INDUSTRIAL APPLICABILITY

[0065] The description and the drawings depict some simplified machines for clear explanation of the disclosed methods. The simplified illustration and description do not reduce the relevance of the disclosure due to predominance of the inherent advantages over the deficiencies.

[0066] The disclosed methods and machines utilize the torque created by a fluid flow by means of a dynamotor or via a direct mutual electromagnetic induction between two systems of windings with a high magnetic conductivity medium between them. In both cases the respective rotor/actuator swings around a balance position but do not turn fast as is the case with the known machines. This provides several advantages: reduction of the centrifugal loadings, reduction of the dangers for birds, reduction of the noise etc. As a result, the machines with equal to the known ones' capacity could be with relieved blades, and accordingly, for design of a more powerful machine with more harvested energy, sets of more and bigger blades could be utilized.
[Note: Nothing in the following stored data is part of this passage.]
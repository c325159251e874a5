//! Limites clínicos aplicados antes de persistir uma leitura.
//!
//! Pulso e SpO₂ são limitados (clamp, nunca rejeição). Capacidade pulmonar
//! não tem faixa clínica estabelecida e passa sem alteração.

use crate::types::{Reading, SanitizedReading};
use std::ops::RangeInclusive;

/// Faixa aceita para pulso (bpm).
pub const PULSE_RANGE: RangeInclusive<f64> = 20.0..=240.0;

/// Faixa aceita para saturação de oxigênio (%).
pub const SPO2_RANGE: RangeInclusive<f64> = 50.0..=100.0;

/// Limita pulso e SpO₂ às faixas clínicas.
pub fn sanitize(reading: &Reading) -> SanitizedReading {
    let pulse = clamp(reading.pulse, &PULSE_RANGE);
    let oxygen_saturation = clamp(reading.oxygen_saturation, &SPO2_RANGE);

    SanitizedReading {
        timestamp: reading.timestamp,
        pulse,
        oxygen_saturation,
        lung_capacity: reading.lung_capacity,
        clamped: pulse != reading.pulse || oxygen_saturation != reading.oxygen_saturation,
    }
}

fn clamp(value: f64, range: &RangeInclusive<f64>) -> f64 {
    value.clamp(*range.start(), *range.end())
}
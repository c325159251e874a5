//! Transporte roteirizado para testes: um "dispositivo" alimentado por
//! channel no lugar da porta serial.

use crate::transport::{PortControl, PortHalves, Transport, TransportError};
use crate::types::PortTarget;
use crossbeam_channel::{Receiver, Sender, unbounded};
use std::io::{self, ErrorKind, Read, Write};
use std::sync::atomic::{AtomicBool, Ordering};
use std::sync::{Arc, Mutex};

enum Chunk {
    Data(Vec<u8>),
    Fail(ErrorKind),
    Wake,
    Eof,
}

/// Lado "dispositivo" de uma porta roteirizada.
#[derive(Clone)]
pub(crate) struct FakeDevice {
    tx: Sender<Chunk>,
    written: Arc<Mutex<Vec<u8>>>,
    closed: Arc<AtomicBool>,
}

impl FakeDevice {
    pub fn send(&self, text: &str) {
        let _ = self.tx.send(Chunk::Data(text.as_bytes().to_vec()));
    }

    pub fn fail(&self, kind: ErrorKind) {
        let _ = self.tx.send(Chunk::Fail(kind));
    }

    pub fn eof(&self) {
        let _ = self.tx.send(Chunk::Eof);
    }

    pub fn written(&self) -> String {
        String::from_utf8_lossy(&self.written.lock().unwrap()).into_owned()
    }

    pub fn is_closed(&self) -> bool {
        self.closed.load(Ordering::SeqCst)
    }
}

struct FakeReader {
    rx: Receiver<Chunk>,
    leftover: Vec<u8>,
}

impl Read for FakeReader {
    fn read(&mut self, buf: &mut [u8]) -> io::Result<usize> {
        if self.leftover.is_empty() {
            match self.rx.recv() {
                Ok(Chunk::Data(bytes)) => self.leftover = bytes,
                Ok(Chunk::Fail(kind)) => return Err(io::Error::new(kind, "scripted")),
                Ok(Chunk::Wake) => return Err(ErrorKind::Interrupted.into()),
                Ok(Chunk::Eof) | Err(_) => return Ok(0),
            }
        }
        let n = buf.len().min(self.leftover.len());
        buf[..n].copy_from_slice(&self.leftover[..n]);
        self.leftover.drain(..n);
        Ok(n)
    }
}

struct FakeWriter {
    written: Arc<Mutex<Vec<u8>>>,
}

impl Write for FakeWriter {
    fn write(&mut self, buf: &[u8]) -> io::Result<usize> {
        self.written.lock().unwrap().extend_from_slice(buf);
        Ok(buf.len())
    }

    fn flush(&mut self) -> io::Result<()> {
        Ok(())
    }
}

struct FakeControl {
    tx: Sender<Chunk>,
    closed: Arc<AtomicBool>,
    fail_cancel: bool,
}

impl PortControl for FakeControl {
    fn cancel_read(&self) -> Result<(), TransportError> {
        let _ = self.tx.send(Chunk::Wake);
        if self.fail_cancel {
            return Err(TransportError::Close("cancel falhou".into()));
        }
        Ok(())
    }

    fn close(&self) -> Result<(), TransportError> {
        self.closed.store(true, Ordering::SeqCst);
        Ok(())
    }
}

/// Transporte cujo dispositivo é controlado pelo teste.
pub(crate) struct ScriptedTransport {
    available: bool,
    fail_open: bool,
    fail_cancel: bool,
    ports: Vec<PortTarget>,
    device: Mutex<Option<FakeDevice>>,
}

impl ScriptedTransport {
    pub fn new() -> Self {
        Self {
            available: true,
            fail_open: false,
            fail_cancel: false,
            ports: vec![PortTarget::new("sim0"), PortTarget::new("sim1")],
            device: Mutex::new(None),
        }
    }

    pub fn unavailable() -> Self {
        Self {
            available: false,
            ..Self::new()
        }
    }

    pub fn with_failing_open(mut self) -> Self {
        self.fail_open = true;
        self
    }

    pub fn with_failing_cancel(mut self) -> Self {
        self.fail_cancel = true;
        self
    }

    /// Dispositivo da última porta aberta.
    pub fn device(&self) -> Option<FakeDevice> {
        self.device.lock().unwrap().clone()
    }
}

impl Transport for ScriptedTransport {
    fn is_available(&self) -> bool {
        self.available
    }

    fn list_authorized(&self) -> Result<Vec<PortTarget>, TransportError> {
        if !self.available {
            return Err(TransportError::Unavailable);
        }
        Ok(self.ports.clone())
    }

    fn request(&self) -> Result<PortTarget, TransportError> {
        if !self.available {
            return Err(TransportError::Unavailable);
        }
        self.ports.first().cloned().ok_or(TransportError::RequestDismissed)
    }

    fn open(&self, target: &PortTarget, _baud_rate: u32) -> Result<PortHalves, TransportError> {
        if self.fail_open {
            return Err(TransportError::OpenFailed {
                port: target.name.clone(),
                reason: "device busy".into(),
            });
        }

        let (tx, rx) = unbounded();
        let written = Arc::new(Mutex::new(Vec::new()));
        let closed = Arc::new(AtomicBool::new(false));

        *self.device.lock().unwrap() = Some(FakeDevice {
            tx: tx.clone(),
            written: written.clone(),
            closed: closed.clone(),
        });

        Ok(PortHalves {
            reader: Box::new(FakeReader {
                rx,
                leftover: Vec::new(),
            }),
            writer: Box::new(FakeWriter { written }),
            control: Box::new(FakeControl {
                tx,
                closed,
                fail_cancel: self.fail_cancel,
            }),
        })
    }
}
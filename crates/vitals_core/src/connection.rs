//! Ciclo de vida da conexão: abertura, thread de leitura e fechamento.
//!
//! No máximo uma [`ConnectionHandle`] existe por vez. A thread de leitura é
//! cancelada de forma cooperativa: a flag é checada antes e depois de cada
//! leitura bloqueante, e [`PortControl::cancel_read`] desbloqueia uma
//! leitura já suspensa.

use crate::framer::{LineFramer, Utf8Decoder};
use crate::transport::{PortControl, PortHalves, Transport, TransportError};
use crate::types::PortTarget;
use std::io::{ErrorKind, Read, Write};
use std::sync::atomic::{AtomicBool, Ordering};
use std::sync::{Arc, Mutex, PoisonError};
use std::thread::JoinHandle;
use tracing::{debug, info, warn};

/// Tamanho do buffer de leitura da porta.
const READ_BUFFER_SIZE: usize = 1024;

/// Como o loop de leitura terminou.
#[derive(Debug)]
pub enum LoopExit {
    /// Cancelado por `close()`.
    Cancelled,
    /// O transporte sinalizou fim do stream.
    EndOfStream,
    /// Erro de leitura; a conexão é tratada como perdida.
    Failed(TransportError),
}

/// Recebe as linhas produzidas pela thread de leitura.
pub trait LineHandler: Send + 'static {
    fn on_line(&mut self, line: &str);

    /// Chamado uma única vez, na própria thread de leitura, ao sair do loop.
    fn on_exit(&mut self, exit: &LoopExit);
}

// ──────────────────────────────────────────────
// Handle
// ──────────────────────────────────────────────

/// Posse exclusiva de uma porta aberta.
pub struct ConnectionHandle {
    target: PortTarget,
    writer: Mutex<Option<Box<dyn Write + Send>>>,
    control: Box<dyn PortControl>,
    cancel: Arc<AtomicBool>,
    reader: Option<JoinHandle<()>>,
    closed: bool,
}

impl ConnectionHandle {
    fn start<H: LineHandler>(
        target: PortTarget,
        halves: PortHalves,
        handler: H,
    ) -> Result<Self, TransportError> {
        let PortHalves {
            reader,
            writer,
            control,
        } = halves;
        let cancel = Arc::new(AtomicBool::new(false));

        let flag = cancel.clone();
        let spawned = std::thread::Builder::new()
            .name("serial-reader".into())
            .spawn(move || read_loop(reader, &flag, handler));

        let reader = match spawned {
            Ok(handle) => handle,
            Err(e) => {
                // Sem thread não há conexão: não deixa a porta aberta
                if let Err(close_err) = control.close() {
                    warn!("Falha ao fechar porta após erro: {close_err}");
                }
                return Err(TransportError::NotReadable(e.to_string()));
            }
        };

        Ok(Self {
            target,
            writer: Mutex::new(Some(writer)),
            control,
            cancel,
            reader: Some(reader),
            closed: false,
        })
    }

    pub fn target(&self) -> &PortTarget {
        &self.target
    }

    /// `true` depois que a thread de leitura saiu do loop.
    pub fn is_finished(&self) -> bool {
        self.reader.as_ref().is_none_or(JoinHandle::is_finished)
    }

    /// Escreve uma linha, adicionando `\n` se faltar.
    pub fn write_line(&self, line: &str) -> Result<(), TransportError> {
        let mut guard = self.writer.lock().unwrap_or_else(PoisonError::into_inner);
        let writer = guard
            .as_mut()
            .ok_or_else(|| TransportError::NotWritable("conexão fechada".into()))?;

        let mut payload = line.to_owned();
        if !payload.ends_with('\n') {
            payload.push('\n');
        }
        writer.write_all(payload.as_bytes()).map_err(TransportError::Write)?;
        writer.flush().map_err(TransportError::Write)
    }

    /// Fecha tudo, em ordem: writer → leitura pendente → porta → thread.
    ///
    /// Cada passo é independente: uma falha é registrada e o próximo passo
    /// roda mesmo assim. Chamadas repetidas não fazem nada.
    pub fn close(&mut self) {
        if self.closed {
            return;
        }
        self.closed = true;

        let writer = self
            .writer
            .lock()
            .unwrap_or_else(PoisonError::into_inner)
            .take();
        if let Some(mut writer) = writer {
            if let Err(e) = writer.flush() {
                warn!("Falha ao liberar writer: {e}");
            }
        }

        self.cancel.store(true, Ordering::SeqCst);
        if let Err(e) = self.control.cancel_read() {
            warn!("Falha ao cancelar leitura pendente: {e}");
        }

        if let Err(e) = self.control.close() {
            warn!("Falha ao fechar porta {}: {e}", self.target.name);
        }

        if let Some(reader) = self.reader.take() {
            if reader.join().is_err() {
                warn!("Thread de leitura terminou com pânico");
            }
        }

        info!("Conexão com {} encerrada", self.target.name);
    }
}

impl Drop for ConnectionHandle {
    fn drop(&mut self) {
        self.close();
    }
}

// ──────────────────────────────────────────────
// Loop de leitura
// ──────────────────────────────────────────────

fn read_loop<H: LineHandler>(mut reader: Box<dyn Read + Send>, cancel: &AtomicBool, mut handler: H) {
    let mut buf = [0u8; READ_BUFFER_SIZE];
    let mut decoder = Utf8Decoder::new();
    let mut framer = LineFramer::new();

    let exit = loop {
        if cancel.load(Ordering::SeqCst) {
            break LoopExit::Cancelled;
        }
        let result = reader.read(&mut buf);
        // Um erro depois do cancelamento é consequência do close(), não falha
        if cancel.load(Ordering::SeqCst) {
            break LoopExit::Cancelled;
        }

        match result {
            Ok(0) => break LoopExit::EndOfStream,
            Ok(n) => {
                let text = decoder.decode(&buf[..n]);
                for line in framer.push(&text) {
                    handler.on_line(&line);
                }
            }
            Err(e)
                if matches!(
                    e.kind(),
                    ErrorKind::TimedOut | ErrorKind::WouldBlock | ErrorKind::Interrupted
                ) => {}
            Err(e) => break LoopExit::Failed(TransportError::Read(e)),
        }
    };

    if matches!(exit, LoopExit::EndOfStream) {
        let rest = decoder.finish();
        let mut lines = framer.push(&rest);
        lines.extend(framer.finish());
        for line in lines {
            handler.on_line(&line);
        }
    }

    debug!("Loop de leitura encerrado: {exit:?}");
    handler.on_exit(&exit);
}

// ──────────────────────────────────────────────
// Gerenciador
// ──────────────────────────────────────────────

/// Dono da única conexão permitida.
#[derive(Default)]
pub struct ConnectionManager {
    handle: Option<ConnectionHandle>,
}

impl ConnectionManager {
    pub fn new() -> Self {
        Self::default()
    }

    /// Abre a porta e inicia a thread de leitura.
    ///
    /// Uma conexão cuja thread já terminou (stream encerrado ou erro) é
    /// recolhida antes; uma conexão viva impede a abertura.
    pub fn open<H: LineHandler>(
        &mut self,
        transport: &dyn Transport,
        target: &PortTarget,
        baud_rate: u32,
        handler: H,
    ) -> Result<(), TransportError> {
        self.reap_finished();
        if self.handle.is_some() {
            return Err(TransportError::AlreadyOpen);
        }
        if !transport.is_available() {
            return Err(TransportError::Unavailable);
        }

        info!("Abrindo {} a {} baud", target.name, baud_rate);
        let halves = transport.open(target, baud_rate)?;
        self.handle = Some(ConnectionHandle::start(target.clone(), halves, handler)?);
        Ok(())
    }

    pub fn is_open(&self) -> bool {
        self.handle.is_some()
    }

    pub fn handle(&self) -> Option<&ConnectionHandle> {
        self.handle.as_ref()
    }

    pub fn write_line(&self, line: &str) -> Result<(), TransportError> {
        self.handle
            .as_ref()
            .ok_or_else(|| TransportError::NotWritable("conexão fechada".into()))?
            .write_line(line)
    }

    /// Fecha a conexão atual. Retorna `false` se não havia conexão.
    pub fn close(&mut self) -> bool {
        match self.handle.take() {
            Some(mut handle) => {
                handle.close();
                true
            }
            None => false,
        }
    }

    fn reap_finished(&mut self) {
        if self.handle.as_ref().is_some_and(ConnectionHandle::is_finished) {
            debug!("Recolhendo conexão encerrada");
            self.close();
        }
    }
}

// ──────────────────────────────────────────────
// Testes
// ──────────────────────────────────────────────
[0067] The increase of the losses in the machine due to the implementation of a dynamotor instead of direct rotation of the electric rotor by the shaft is a disadvantage of the first method. The scale of this losses is smaller than the losses in the gearbox and in the other convertors of the known machines, and because such appliances are not necessary for the disclosed machines the balance sheet is in favor of suggested ones.

[0068] The internal losses are lower in the machines implementing the second method and this is another advantage but the lack of mechanic inertia due to the lack of electrical rotor is a weakness that results in reduced stability in the electricity production process. The compensation of this shortcoming requires advanced control systems.

[0069] In the disclosed machines that realize the first method the dynamotor could be of DC or AC type, with permanent magnets or with excitation magnetic system of conventional poles, coils and direct current source. AC synchronous or induction machines can be implemented; both mono and poly-phase. Both drum dynamotors (with radial flux) and disks dynamotors (with axial flux) can be used as well.

[0070] The approaches, methods and means for control of the disclosed machines depend on the chosen combination for DC or for AC current; the type of motor-generators; the type of the magnetic flux. Their descriptions are subjects to other inventions, and that is why here they are just mentioned as auxiliary means.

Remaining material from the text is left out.